METHODS: Between 2006 and 2015, 115 patients aged <70 years and 112 patients aged ≥70 years underwent elective laparoscopic surgery for pT3/pT4 colorectal cancer presenting without distant metastasis at the Department of General Surgery, Trieste. Characteristics of the study populations, including demographic, operative and tumor features, were prospectively collected and short-term and long-term clinical, pathologic and oncologic outcomes were retrospectively analyzed.

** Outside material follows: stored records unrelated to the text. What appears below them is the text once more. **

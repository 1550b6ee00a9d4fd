//! REST API Routes Module
//!
//! - `GET /weather?city=` - weather lookup
//! - `/health/*` - Kubernetes-compatible probes
//! - `/metrics` - Prometheus scrape endpoint
//! - `/openapi.json` - generated API description

pub mod health;
pub mod weather;

use axum::{
    http::{header, HeaderValue, Method},
    middleware::from_fn,
    response::IntoResponse,
    routing::get,
    Json, Router,
};
use tower::ServiceBuilder;
use tower_http::{
    cors::{Any, CorsLayer},
    trace::TraceLayer,
};
use utoipa::OpenApi;

use crate::openapi::ApiDoc;
use crate::state::AppState;
use crate::telemetry::{metrics_handler, observability_middleware};

pub use health::create_router as health_router;
pub use weather::create_router as weather_router;

/// Handler for /openapi.json endpoint.
async fn openapi_json() -> impl IntoResponse {
    Json(ApiDoc::openapi())
}

/// Build the full application router.
///
/// `cors_origins` empty means any origin may call the API.
pub fn create_router(state: AppState, cors_origins: &[String]) -> Router {
    Router::new()
        .merge(weather_router())
        .nest("/health", health_router())
        .route("/metrics", get(metrics_handler))
        .route("/openapi.json", get(openapi_json))
        .with_state(state)
        .layer(
            ServiceBuilder::new()
                .layer(TraceLayer::new_for_http())
                .layer(from_fn(observability_middleware))
                .layer(build_cors_layer(cors_origins)),
        )
}

fn build_cors_layer(cors_origins: &[String]) -> CorsLayer {
    let cors = CorsLayer::new()
        .allow_methods([Method::GET, Method::OPTIONS])
        .allow_headers([header::CONTENT_TYPE, header::ACCEPT]);

    if cors_origins.is_empty() {
        tracing::info!("CORS: allowing all origins");
        cors.allow_origin(Any)
    } else {
        tracing::info!(origins = ?cors_origins, "CORS: restricting origins");
        let origins: Vec<HeaderValue> = cors_origins
            .iter()
            .filter_map(|o| o.parse().ok())
            .collect();
        cors.allow_origin(origins)
    }
}
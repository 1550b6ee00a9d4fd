//! Shared application state for Axum routers.

use std::sync::Arc;
use std::time::{Duration, Instant};

use axum::extract::FromRef;
use weather_core::{LookupConfig, OriginClient};
use weather_storage::{
    EventLog, FastCache, FsObjectStore, InMemoryFastCache, LmdbFastCache, LookupOrchestrator,
    ObjectStore, SqliteEventLog,
};

use crate::config::{CacheBackend, ServiceConfig};
use crate::error::{ApiError, ApiResult};
use crate::origin::OpenWeatherClient;

/// Orchestrator over type-erased tiers, as wired by the binary.
pub type DynOrchestrator =
    LookupOrchestrator<dyn FastCache, dyn EventLog, dyn ObjectStore, dyn OriginClient>;

/// Application-wide state shared across all routes.
#[derive(Clone)]
pub struct AppState {
    pub orchestrator: Arc<DynOrchestrator>,
    /// Probed by the readiness endpoint.
    pub event_log: Arc<dyn EventLog>,
    /// Upper bound on a single `/weather` lookup.
    pub request_timeout: Duration,
    pub start_time: Instant,
}

macro_rules! impl_from_ref {
    ($ty:ty, $field:ident) => {
        impl FromRef<AppState> for $ty {
            fn from_ref(state: &AppState) -> Self {
                state.$field.clone()
            }
        }
    };
}

impl_from_ref!(Arc<DynOrchestrator>, orchestrator);
impl_from_ref!(Arc<dyn EventLog>, event_log);
impl_from_ref!(Instant, start_time);

impl AppState {
    /// Wire state from already-built tiers.
    pub fn new(
        cache: Arc<dyn FastCache>,
        event_log: Arc<dyn EventLog>,
        object_store: Arc<dyn ObjectStore>,
        origin: Arc<dyn OriginClient>,
        lookup: LookupConfig,
        request_timeout: Duration,
    ) -> Self {
        let orchestrator = LookupOrchestrator::new(
            cache,
            Arc::clone(&event_log),
            object_store,
            origin,
            lookup,
        );
        Self {
            orchestrator: Arc::new(orchestrator),
            event_log,
            request_timeout,
            start_time: Instant::now(),
        }
    }

    /// Open every backing store named by `config` and build the origin client.
    ///
    /// The event log is connected eagerly so a broken database path fails
    /// startup instead of the first request.
    pub async fn from_config(config: ServiceConfig) -> ApiResult<Self> {
        let cache: Arc<dyn FastCache> = match config.cache_backend {
            CacheBackend::Memory => {
                Arc::new(InMemoryFastCache::with_prefix(config.cache_prefix.clone()))
            }
            CacheBackend::Lmdb => {
                let lmdb = LmdbFastCache::new(
                    &config.cache_path,
                    config.cache_max_size_mb,
                    config.cache_prefix.clone(),
                )
                .map_err(|e| ApiError::internal_error(format!("Failed to open LMDB cache: {}", e)))?;
                Arc::new(lmdb)
            }
        };

        if let Some(parent) = config.event_log_path.parent() {
            tokio::fs::create_dir_all(parent).await.map_err(|e| {
                ApiError::internal_error(format!(
                    "Failed to create event log directory {}: {}",
                    parent.display(),
                    e
                ))
            })?;
        }
        let sqlite = SqliteEventLog::new(config.event_log_path.clone());
        sqlite.connect().await?;

        let store = FsObjectStore::new(config.object_store_dir.clone()).await?;

        let origin = OpenWeatherClient::from_config(config.provider).map_err(|e| {
            ApiError::internal_error(format!("Failed to build origin client: {}", e))
        })?;

        tracing::info!(
            cache = cache.backend_name(),
            event_log = %config.event_log_path.display(),
            object_store = %config.object_store_dir.display(),
            ttl_secs = config.lookup.ttl.as_secs(),
            "Storage tiers ready"
        );

        Ok(Self::new(
            cache,
            Arc::new(sqlite),
            Arc::new(store),
            Arc::new(origin),
            config.lookup,
            config.request_timeout,
        ))
    }
}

RESULTS: No difference was found in terms of tumor features, type and duration of surgery, and quality of resection. Old patients were found to have significantly higher rates of conversion (P=0.02) and postoperative mortality(P=0.03), whereas postoperative complications and reintervention rates - although higher in the elderly - did not differ on statistical analysis (P=0.13 and P=0.19, respectively). Local and distant recurrence rates were not statistically different between the two groups (P=0.64 and P=0.34, respectively). Adjuvant chemotherapy was more frequently offered to young people (P<0.001), who were considered significantly healthier than old ones (P<0.001). Overall survival was significantly lower among the elderly (P=0.001), but 5-year disease-free survival did not differ between the two groups (P=0.09).
CONCLUSIONS: Laparoscopic surgery for locally advanced lesions is feasible, but old patients present an increased risk of conversion and postoperative morbidity and mortality, which may alter long-term outcomes determining an apparent decrease in survival.